◆ WHAT TO DO ◆
Within the records that follow, determine how many lines include the word "MpesaService". State the number and nothing further.

DATA FOR PROCESSING START

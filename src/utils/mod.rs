pub mod code_generator;
pub mod jwt;
pub mod phone;

pub use code_generator::generate_referral_code;
pub use jwt::*;
pub use phone::*;
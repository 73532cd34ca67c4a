pub mod mpesa;

pub use mpesa::*;
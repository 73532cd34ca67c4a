pub mod admin;
pub mod auth;
pub mod business;
pub mod notification;
pub mod pagination;
pub mod referral;
pub mod spin;
pub mod task;
pub mod user;
pub mod vip;
pub mod wallet;

pub use admin::*;
pub use auth::*;
pub use business::*;
pub use notification::*;
pub use pagination::*;
pub use referral::*;
pub use spin::*;
pub use task::*;
pub use user::*;
pub use vip::*;
pub use wallet::*;
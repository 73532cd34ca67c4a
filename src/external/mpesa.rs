use crate::config::MpesaConfig;
use crate::error::{AppError, AppResult};
use crate::utils::KENYA_DIAL_PREFIX;
use chrono::Utc;

/// Mobile-money payout rail. Transfers are simulated: a reference is minted
/// locally instead of calling a B2C endpoint.
#[derive(Clone)]
pub struct MpesaService {
    config: MpesaConfig,
}

impl MpesaService {
    pub fn new(config: MpesaConfig) -> Self {
        Self { config }
    }

    /// Sends `amount` Ksh to `phone` and returns the transfer reference.
    pub async fn disburse(&self, phone: &str, amount: i64, withdrawal_id: i64) -> AppResult<String> {
        if amount <= 0 {
            return Err(AppError::ExternalApiError(format!(
                "M-Pesa rejected amount {amount}"
            )));
        }
        // Safaricom only pays out to Kenyan MSISDNs
        if !phone.starts_with(KENYA_DIAL_PREFIX) {
            log::warn!("M-Pesa payout refused for withdrawal {withdrawal_id}: non-Kenyan number");
            return Err(AppError::ExternalApiError(format!(
                "M-Pesa cannot pay out to {phone}"
            )));
        }

        let reference = format!(
            "{}{}",
            self.config.reference_prefix,
            Utc::now().timestamp_millis()
        );
        log::info!(
            "M-Pesa payout sent: withdrawal={withdrawal_id}, amount={amount}, reference={reference}"
        );
        Ok(reference)
    }
}

#[cfg(test)]
mod tests {
    use super::*;

    fn service() -> MpesaService {
        MpesaService::new(MpesaConfig::default())
    }

    #[tokio::test]
    async fn test_disburse_returns_prefixed_reference() {
        let reference = service().disburse("+254712345678", 150, 1).await.unwrap();
        assert!(reference.starts_with("MPESA"));
        assert!(reference["MPESA".len()..].chars().all(|c| c.is_ascii_digit()));
    }

    #[tokio::test]
    async fn test_disburse_refuses_foreign_numbers() {
        let err = service().disburse("+14155550123", 150, 1).await.unwrap_err();
        assert!(matches!(err, AppError::ExternalApiError(_)));
    }

    #[tokio::test]
    async fn test_disburse_refuses_non_positive_amount() {
        assert!(service().disburse("+254712345678", 0, 1).await.is_err());
    }
}
use crate::config::DatabaseConfig;
use crate::error::AppResult;
use migration::{Migrator, MigratorTrait};
use sea_orm::{ConnectOptions, Database, DatabaseConnection};
use std::sync::Arc;
use std::time::Duration;

/// Shared handle to the connection pool, cloned into every service.
pub type DbPool = Arc<DatabaseConnection>;

pub async fn create_pool(config: &DatabaseConfig) -> AppResult<DbPool> {
    let mut options = ConnectOptions::new(config.url.clone());
    options
        .max_connections(config.max_connections)
        .connect_timeout(Duration::from_secs(8))
        .sqlx_logging(false);

    let pool = Database::connect(options).await?;
    Ok(Arc::new(pool))
}

pub async fn run_migrations(pool: &DatabaseConnection) -> AppResult<()> {
    Migrator::up(pool, None).await?;
    log::info!("Database migrations applied");
    Ok(())
}

/// Wraps a mock database in the same shared handle the services take.
#[cfg(test)]
pub trait IntoPool {
    fn into_pool(self) -> DbPool;
}

#[cfg(test)]
impl IntoPool for sea_orm::MockDatabase {
    fn into_pool(self) -> DbPool {
        Arc::new(self.into_connection())
    }
}

/// Drains the statements a mock pool has seen. Every service holding a
/// clone of the pool must be dropped first.
#[cfg(test)]
pub fn into_transaction_log(pool: DbPool) -> Vec<sea_orm::Transaction> {
    match Arc::try_unwrap(pool) {
        Ok(db) => db.into_transaction_log(),
        Err(_) => panic!("mock pool is still shared"),
    }
}
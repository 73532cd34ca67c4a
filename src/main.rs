use actix_web::{App, HttpServer, middleware::Logger, web};
use anyhow::Context;
use chrono::Local;
use env_logger::{Env, Target};
use std::io::Write;

use cashbucks_backend::{
    config::Config,
    database::{create_pool, run_migrations},
    external::MpesaService,
    handlers,
    middlewares::{AuthMiddleware, create_cors},
    services::*,
    swagger::swagger_config,
    utils::JwtService,
};

fn init_logger() {
    // One JSON object per line
    env_logger::Builder::from_env(Env::default().default_filter_or("info"))
        .format(|buf, record| {
            let ts = Local::now().format("%Y-%m-%dT%H:%M:%S%.3f%:z");
            let level = record.level().as_str().to_ascii_lowercase();
            let msg_json = serde_json::to_string(&record.args().to_string())
                .unwrap_or_else(|_| "\"<unprintable>\"".to_string());
            writeln!(
                buf,
                "{{\"timestamp\":\"{}\",\"level\":\"{}\",\"message\":{},\"target\":\"{}\"}}",
                ts,
                level,
                msg_json,
                record.target(),
            )
        })
        .target(Target::Stdout)
        .init();
}

#[actix_web::main]
async fn main() -> anyhow::Result<()> {
    init_logger();

    let config =
        Config::from_toml().map_err(|e| anyhow::anyhow!("failed to load configuration: {e}"))?;

    let pool = create_pool(&config.database)
        .await
        .context("failed to connect to the database")?;
    run_migrations(&pool)
        .await
        .context("failed to run database migrations")?;

    let jwt_service = JwtService::new(
        &config.jwt.secret,
        config.jwt.access_token_expires_in,
        config.jwt.refresh_token_expires_in,
    );
    if config.identity.shared_secret.is_empty() {
        log::warn!("IDENTITY_SHARED_SECRET is empty, sign-in is disabled");
    }
    let mpesa = MpesaService::new(config.mpesa.clone());

    let wallet_service = WalletService::new(pool.clone());
    let user_service = UserService::new(pool.clone(), wallet_service.clone());
    let vip_service = VipService::new(pool.clone());
    let auth_service = AuthService::new(
        pool.clone(),
        jwt_service.clone(),
        config.identity.clone(),
    );
    let task_service = TaskService::new(pool.clone(), vip_service.clone(), user_service.clone());
    let withdrawal_service = WithdrawalService::new(pool.clone(), wallet_service.clone(), mpesa);
    let referral_service = ReferralService::new(pool.clone());
    let spin_service = SpinService::new(pool.clone());
    let notification_service = NotificationService::new(pool.clone());
    let business_service = BusinessService::new(pool.clone());
    let setting_service = SettingService::new(pool.clone());
    let fraud_service = FraudService::new(pool.clone());
    let admin_service = AdminService::new(pool.clone());

    log::info!(
        "Starting HTTP server at {}:{}",
        config.server.host,
        config.server.port
    );

    HttpServer::new(move || {
        App::new()
            .wrap(Logger::default())
            .wrap(AuthMiddleware::new(jwt_service.clone()))
            .wrap(create_cors())
            .app_data(web::Data::new(auth_service.clone()))
            .app_data(web::Data::new(user_service.clone()))
            .app_data(web::Data::new(wallet_service.clone()))
            .app_data(web::Data::new(vip_service.clone()))
            .app_data(web::Data::new(task_service.clone()))
            .app_data(web::Data::new(withdrawal_service.clone()))
            .app_data(web::Data::new(referral_service.clone()))
            .app_data(web::Data::new(spin_service.clone()))
            .app_data(web::Data::new(notification_service.clone()))
            .app_data(web::Data::new(business_service.clone()))
            .app_data(web::Data::new(setting_service.clone()))
            .app_data(web::Data::new(fraud_service.clone()))
            .app_data(web::Data::new(admin_service.clone()))
            .configure(swagger_config)
            .service(
                web::scope("/api/v1")
                    .configure(handlers::auth_config)
                    .configure(handlers::user_config)
                    .configure(handlers::wallet_config)
                    .configure(handlers::task_config)
                    .configure(handlers::vip_config)
                    .configure(handlers::referral_config)
                    .configure(handlers::spin_config)
                    .configure(handlers::notification_config)
                    .configure(handlers::business_config)
                    .configure(handlers::admin_config),
            )
    })
    .bind((config.server.host.as_str(), config.server.port))?
    .run()
    .await?;

    Ok(())
}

DATA FOR PROCESSING END

◆ EXERCISE ANSWER ◆
6